TITLE=Cellular photo(geno)toxicity of gefitinib after biotransformation

JOURNAL=Frontiers in Pharmacology

VOLUME=Volume 14 - 2023

YEAR=2023

URL=https://www.frontiersin.org/journals/pharmacology/articles/10.3389/fphar.2023.1208075

DOI=10.3389/fphar.2023.1208075

ISSN=1663-9812

ABSTRACT=Gefitinib (GFT) is a selective EGFR inhibitor clinically used for the treatment of patients with non-small cell lung cancer. Bioactivation by mainly Phase I hepatic metabolism leads to chemically reactive metabolites such as O-Demethyl gefitinib (DMT-GFT), 4-Defluoro-4-hydroxy gefitinib (DF-GFT), and O-Demorpholinopropyl gefitinib (DMOR-GFT), which display an enhanced UV-light absorption. In this context, the aim of the present study is to investigate the capability of GFT metabolites to induce photosensitivity disorders and to elucidate the involved mechanisms. According to the neutral red uptake test, only DF-GFT metabolite can be considered non-phototoxic to cells. Moreover, DMOR-GFT is markedly more phototoxic than the parent drug, whereas DMT-GFT is much less phototoxic. Regarding thiobarbituric acid reactive substances formation, as an indicator of lipid oxidation, only DMOR-GFT is capable to photosensitize this process. Protein photooxidation (monitored by carbonyl content measurement) is mainly mediated by GFT and, to a lesser extent, by DMOR-GFT; in contrast, protein oxidation associated with DMT-GFT is nearly negligible.
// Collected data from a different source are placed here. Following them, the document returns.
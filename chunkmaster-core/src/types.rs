use crate::tree::MarkupFragment;
use chrono::{DateTime, Utc};
use serde::{Deserialize, Serialize};
use std::fmt;

/// The schema version stamped on every document output.
/// Bump this when the output shape changes.
pub const SCHEMA_VERSION: &str = "0.1.0";

// ===== DOCUMENT MODEL =====
// Every entity below is a derived projection of the raw input. They are
// rebuilt on each run and compare by value, which is what the idempotence
// checks rely on.

#[derive(Debug, Clone, PartialEq, Eq, Serialize, Deserialize)]
#[serde(rename_all = "camelCase")]
pub struct Document {
    pub title: String,
    pub intro: Option<MarkupFragment>,
    pub parts: Vec<Part>,
    pub conclusion: Option<MarkupFragment>,
}

impl Document {
    /// Minimal document returned when the input has nothing to segment.
    pub fn degraded(title: &str) -> Self {
        Self {
            title: title.to_string(),
            intro: None,
            parts: Vec::new(),
            conclusion: None,
        }
    }
}

#[derive(Debug, Clone, PartialEq, Eq, Serialize, Deserialize)]
#[serde(rename_all = "camelCase")]
pub struct Part {
    pub title: String,
    pub body: MarkupFragment,
    pub objective: Option<String>,
    /// Deduplicated by normalized text, first-seen order, at most five.
    pub concepts: Vec<String>,
    pub reflection: Option<String>,
    /// Always populated; synthesized when the part has no explicit prompt.
    pub instruction_prompt: String,
    pub nucleus_steps: Vec<NucleusStep>,
    pub routes: Vec<Route>,
    pub pitfalls: Vec<Pitfall>,
    pub metadata: Metadata,
}

#[derive(Debug, Clone, PartialEq, Eq, Serialize, Deserialize)]
#[serde(rename_all = "camelCase")]
pub struct NucleusStep {
    pub title: String,
    /// Cyclic index into the renderer's palette.
    pub color_index: usize,
    pub subtopics: Vec<Subtopic>,
}

#[derive(Debug, Clone, PartialEq, Eq, Serialize, Deserialize)]
pub struct Subtopic {
    pub title: String,
    pub description: Option<String>,
}

#[derive(Debug, Clone, Copy, PartialEq, Eq, Serialize, Deserialize)]
#[serde(rename_all = "lowercase")]
pub enum Severity {
    Gentle,
    Intense,
}

#[derive(Debug, Clone, PartialEq, Eq, Serialize, Deserialize)]
pub struct Route {
    pub label: String,
    pub description: MarkupFragment,
    pub severity: Severity,
}

#[derive(Debug, Clone, PartialEq, Eq, Serialize, Deserialize)]
pub struct Pitfall {
    pub problem: MarkupFragment,
    pub solution: Option<MarkupFragment>,
}

#[derive(Debug, Clone, Default, PartialEq, Eq, Serialize, Deserialize)]
#[serde(rename_all = "camelCase")]
pub struct Metadata {
    /// Rendered as "k/5".
    pub difficulty: String,
    pub cognitive_level: String,
    pub learning_style: String,
    pub progress_percent: u8,
    #[serde(skip_serializing_if = "Option::is_none")]
    pub connections: Option<String>,
    #[serde(skip_serializing_if = "Option::is_none")]
    pub ai_prompt: Option<String>,
    #[serde(skip_serializing_if = "Option::is_none")]
    pub challenge: Option<String>,
    #[serde(skip_serializing_if = "Option::is_none")]
    pub real_case: Option<String>,
    #[serde(skip_serializing_if = "Option::is_none")]
    pub checklist: Option<Vec<String>>,
}

// ===== INPUT CLASSIFICATION =====

#[derive(Debug, Clone, Copy, PartialEq, Eq, Hash, Serialize, Deserialize)]
#[serde(rename_all = "lowercase")]
pub enum InputFormat {
    Markdown,
    Html,
}

impl fmt::Display for InputFormat {
    fn fmt(&self, f: &mut fmt::Formatter<'_>) -> fmt::Result {
        match self {
            InputFormat::Markdown => write!(f, "markdown"),
            InputFormat::Html => write!(f, "html"),
        }
    }
}

#[derive(Debug, Clone)]
pub struct ClassificationResult {
    pub input_format: InputFormat,
    pub confidence: f32,
}

// ===== HIERARCHY REPAIR =====

/// Outcome counts of one hierarchy repair pass.
#[derive(Debug, Clone, Default, PartialEq, Eq, Serialize, Deserialize)]
pub struct RepairReport {
    pub achievements: usize,
    /// Sub-challenges moved under an achievement during this pass.
    pub attached: usize,
    /// Sub-challenges that were already nested and left untouched.
    pub already_nested: usize,
    /// Sub-challenges with no owning achievement, left in place and flagged.
    pub unattached: usize,
    pub duplicate_markers_collapsed: usize,
}

// ===== OUTPUT ENVELOPE =====

/// The serialization-ready output. Carries a schema version and a
/// fingerprint of the raw input so consumers can detect stale results.
#[derive(Debug, Clone, Serialize, Deserialize)]
pub struct DocumentOutput {
    pub schema_version: String,
    pub source_hash: String,
    pub created_at: DateTime<Utc>,
    pub input_format: InputFormat,
    pub document: Document,
    #[serde(skip_serializing_if = "Option::is_none")]
    pub repair_report: Option<RepairReport>,
}

/// Flat, ordered view of a document: title, parts and their steps.
#[derive(Debug, Clone, Serialize, Deserialize)]
pub struct OutlineDocument {
    pub title: String,
    pub entries: Vec<OutlineEntry>,
}

#[derive(Debug, Clone, Serialize, Deserialize)]
pub struct OutlineEntry {
    pub depth: u32,
    pub kind: OutlineKind,
    pub text: String,
}

#[derive(Debug, Clone, Copy, PartialEq, Eq, Serialize, Deserialize)]
#[serde(rename_all = "lowercase")]
pub enum OutlineKind {
    Intro,
    Part,
    Step,
    Subtopic,
    Conclusion,
}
Interestingly, the damage to cellular DNA as revealed by the comet assay, indicates that DMT-GFT has the highest photogenotoxic potential; moreover, the DNA damage induced by this metabolite is hardly repaired by the cells after several hours. This could ultimately result in mutagenic and carcinogenic effects. These results could aid oncologists when prescribing TKIs to cancer patients and, thus, establish the conditions of use and recommend photoprotection guidelines.